- What to do
Which lines below include the string "Instant"? Please show each one.

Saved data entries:
══════════
use std::collections::BTreeMap;
use std::sync::RwLock;

use async_trait::async_trait;

use userbook_core::{User, UserDraft, UserId};

use super::context::StoreContext;
use super::r#trait::{StoreError, StoreResult, UserStore};

/// In-memory user store for tests/dev.
///
/// Ids start at 1 and only ever grow, so a deleted id is never handed out
/// again.
#[derive(Debug)]
pub struct InMemoryUserStore {
    inner: RwLock<Inner>,
}

#[derive(Debug, Default)]
struct Inner {
    rows: BTreeMap<UserId, User>,
    last_id: i64,
}

impl InMemoryUserStore {
    pub fn new() -> Self {
        Self {
            inner: RwLock::new(Inner::default()),
        }
    }

    fn poisoned() -> StoreError {
        StoreError::Backend("in-memory store lock poisoned".to_string())
    }
}

impl Default for InMemoryUserStore {
    fn default() -> Self {
        Self::new()
    }
}

#[async_trait]
impl UserStore for InMemoryUserStore {
    async fn create(&self, ctx: &StoreContext, draft: &UserDraft) -> StoreResult<User> {
        ctx.check("create")?;
        let mut inner = self.inner.write().map_err(|_| Self::poisoned())?;
        inner.last_id += 1;
        let user = draft.clone().into_user(UserId::new(inner.last_id));
        inner.rows.insert(user.id, user.clone());
        Ok(user)
    }

    async fn get_by_id(&self, ctx: &StoreContext, id: UserId) -> StoreResult<User> {
        ctx.check("get_by_id")?;
        let inner = self.inner.read().map_err(|_| Self::poisoned())?;
        inner.rows.get(&id).cloned().ok_or(StoreError::NotFound)
    }

    async fn update(&self, ctx: &StoreContext, id: UserId, draft: &UserDraft) -> StoreResult<User> {
        ctx.check("update")?;
        let mut inner = self.inner.write().map_err(|_| Self::poisoned())?;
        let row = inner.rows.get_mut(&id).ok_or(StoreError::NotFound)?;
        *row = draft.clone().into_user(id);
        Ok(row.clone())
    }

    async fn delete(&self, ctx: &StoreContext, id: UserId) -> StoreResult<()> {
        ctx.check("delete")?;
        let mut inner = self.inner.write().map_err(|_| Self::poisoned())?;
        inner.rows.remove(&id).map(|_| ()).ok_or(StoreError::NotFound)
    }

    async fn list(&self, ctx: &StoreContext) -> StoreResult<Vec<User>> {
        ctx.check("list")?;
        let inner = self.inner.read().map_err(|_| Self::poisoned())?;
        Ok(inner.rows.values().cloned().collect())
    }
}

#[cfg(test)]
mod tests {
    use super::*;
    use chrono::NaiveDate;
    use std::time::Instant;

    fn ctx() -> StoreContext {
        StoreContext::unbounded("test")
    }

    fn draft(name: &str, y: i32, m: u32, d: u32) -> UserDraft {
        UserDraft::new(name, NaiveDate::from_ymd_opt(y, m, d).unwrap()).unwrap()
    }

    #[tokio::test]
    async fn create_then_get_round_trips_fields() {
        let store = InMemoryUserStore::new();
        let created = store.create(&ctx(), &draft("Ada", 2000, 6, 15)).await.unwrap();
        assert_eq!(created.id, UserId::new(1));

        let fetched = store.get_by_id(&ctx(), created.id).await.unwrap();
        assert_eq!(fetched, created);
    }

    #[tokio::test]
    async fn missing_rows_are_not_found() {
        let store = InMemoryUserStore::new();
        let id = UserId::new(99);
        assert!(store.get_by_id(&ctx(), id).await.unwrap_err().is_not_found());
        assert!(
            store
                .update(&ctx(), id, &draft("X", 2000, 1, 1))
                .await
                .unwrap_err()
                .is_not_found()
        );
        assert!(store.delete(&ctx(), id).await.unwrap_err().is_not_found());
    }

    #[tokio::test]
    async fn update_replaces_fields_and_keeps_id() {
        let store = InMemoryUserStore::new();
        let created = store.create(&ctx(), &draft("Ada", 2000, 6, 15)).await.unwrap();

        let updated = store
            .update(&ctx(), created.id, &draft("Ada L.", 1999, 12, 10))
            .await
            .unwrap();
        assert_eq!(updated.id, created.id);
        assert_eq!(updated.name, "Ada L.");
        assert_eq!(store.get_by_id(&ctx(), created.id).await.unwrap(), updated);
    }

    #[tokio::test]
    async fn ids_are_never_reused_after_delete() {
        let store = InMemoryUserStore::new();
        let first = store.create(&ctx(), &draft("A", 2000, 1, 1)).await.unwrap();
        store.delete(&ctx(), first.id).await.unwrap();
        let second = store.create(&ctx(), &draft("B", 2000, 1, 1)).await.unwrap();
        assert_ne!(first.id, second.id);
        assert!(store.get_by_id(&ctx(), first.id).await.unwrap_err().is_not_found());
    }

    #[tokio::test]
    async fn list_is_ordered_by_id_and_empty_when_new() {
        let store = InMemoryUserStore::new();
        assert!(store.list(&ctx()).await.unwrap().is_empty());

        for name in ["c", "a", "b"] {
            store.create(&ctx(), &draft(name, 2000, 1, 1)).await.unwrap();
        }
        let ids: Vec<i64> = store.list(&ctx()).await.unwrap().iter().map(|u| u.id.get()).collect();
        assert_eq!(ids, vec![1, 2, 3]);
    }

    #[tokio::test]
    async fn expired_context_fails_without_side_effects() {
        let store = InMemoryUserStore::new();
        let expired = StoreContext::new("late", Some(Instant::now()));

        let err = store.create(&expired, &draft("A", 2000, 1, 1)).await.unwrap_err();
        assert!(matches!(err, StoreError::DeadlineExceeded("create")));
        assert!(store.list(&ctx()).await.unwrap().is_empty());
    }
}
══════════
- Task result
    use std::time::Instant;
        let expired = StoreContext::new("late", Some(Instant::now()));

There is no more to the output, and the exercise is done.